- Your task:
After reading the data below, copy out every line that contains the word "errors".

=-=-=-=-=

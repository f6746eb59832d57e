//! API Server
//!
//! Router assembly, middleware stack and graceful shutdown.

use super::{
    handlers::AppState,
    middleware::{create_cors_layer, metrics_middleware, request_id_middleware},
    routes::create_router,
};
use crate::{config::ApiConfig, errors::Lucky7Error};
use std::{net::SocketAddr, sync::Arc, time::Duration};
use tokio::signal;
use tower_http::{timeout::TimeoutLayer, trace::TraceLayer};
use tracing::info;

/// Router with the full middleware stack
pub fn build_app(state: Arc<AppState>, config: &ApiConfig) -> axum::Router {
    create_router(state.clone())
        // Request ID middleware (first for tracing)
        .layer(axum::middleware::from_fn(request_id_middleware))
        .layer(axum::middleware::from_fn_with_state(state, metrics_middleware))
        // CORS layer (before timeout to handle preflight)
        .layer(create_cors_layer(config.allowed_origins.clone()))
        .layer(TimeoutLayer::new(Duration::from_secs(config.request_timeout_secs)))
        // Tracing layer (last for complete request tracing)
        .layer(TraceLayer::new_for_http())
}

pub struct ApiServer {
    config: ApiConfig,
    state: Arc<AppState>,
}

impl ApiServer {
    pub fn new(config: ApiConfig, state: Arc<AppState>) -> Self {
        Self { config, state }
    }

    /// Serve until Ctrl+C or SIGTERM, then stop the round scheduler
    pub async fn run(self) -> Result<(), Lucky7Error> {
        let app = build_app(self.state.clone(), &self.config);
        let addr = self.socket_addr()?;

        let listener = tokio::net::TcpListener::bind(addr).await?;
        info!("🌐 Lucky 7 server listening on http://{}", addr);
        self.log_server_info();

        axum::serve(listener, app)
            .with_graceful_shutdown(shutdown_signal())
            .await?;

        info!("Stopping round scheduler");
        self.state.controller.shutdown().await;
        info!("🛑 Server stopped gracefully");
        Ok(())
    }

    fn socket_addr(&self) -> Result<SocketAddr, Lucky7Error> {
        let ip = self.config.host.parse::<std::net::IpAddr>().map_err(|e| {
            crate::errors::ConfigurationError::InvalidValue {
                field: "api.host".to_string(),
                value: self.config.host.clone(),
                reason: e.to_string(),
            }
        })?;
        Ok(SocketAddr::from((ip, self.config.port)))
    }

    fn log_server_info(&self) {
        let round = self.state.controller.config();
        info!("📋 Server Configuration:");
        info!("   Version: {}", self.state.version);
        info!("   CORS: {:?}", self.config.allowed_origins);
        info!("   Request timeout: {}s", self.config.request_timeout_secs);
        info!(
            "   Round interval: {}ms, wager cutoff: {}ms",
            round.round_interval_ms, round.wager_cutoff_ms
        );

        info!("📊 Available endpoints:");
        info!("   GET  /api/health");
        info!("   POST /api/game/wagers");
        info!("   GET  /api/game/status");
        info!("   GET  /api/game/recent-rolls?userId=");
        info!("   GET  /api/game/win-streaks");
        info!("   GET  /api/users/:user_id/balance");
        info!("   GET  /ws");
        info!("   GET  /metrics");
    }
}

/// Wait for shutdown signal
async fn shutdown_signal() {
    let ctrl_c = async {
        signal::ctrl_c()
            .await
            .expect("failed to install Ctrl+C handler");
    };

    #[cfg(unix)]
    let terminate = async {
        signal::unix::signal(signal::unix::SignalKind::terminate())
            .expect("failed to install signal handler")
            .recv()
            .await;
    };

    #[cfg(not(unix))]
    let terminate = std::future::pending::<()>();

    tokio::select! {
        _ = ctrl_c => {
            info!("Received Ctrl+C signal");
        },
        _ = terminate => {
            info!("Received terminate signal");
        },
    }
}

=-=-=-=-=

- Expected answer:
use crate::{config::ApiConfig, errors::Lucky7Error};
            crate::errors::ConfigurationError::InvalidValue {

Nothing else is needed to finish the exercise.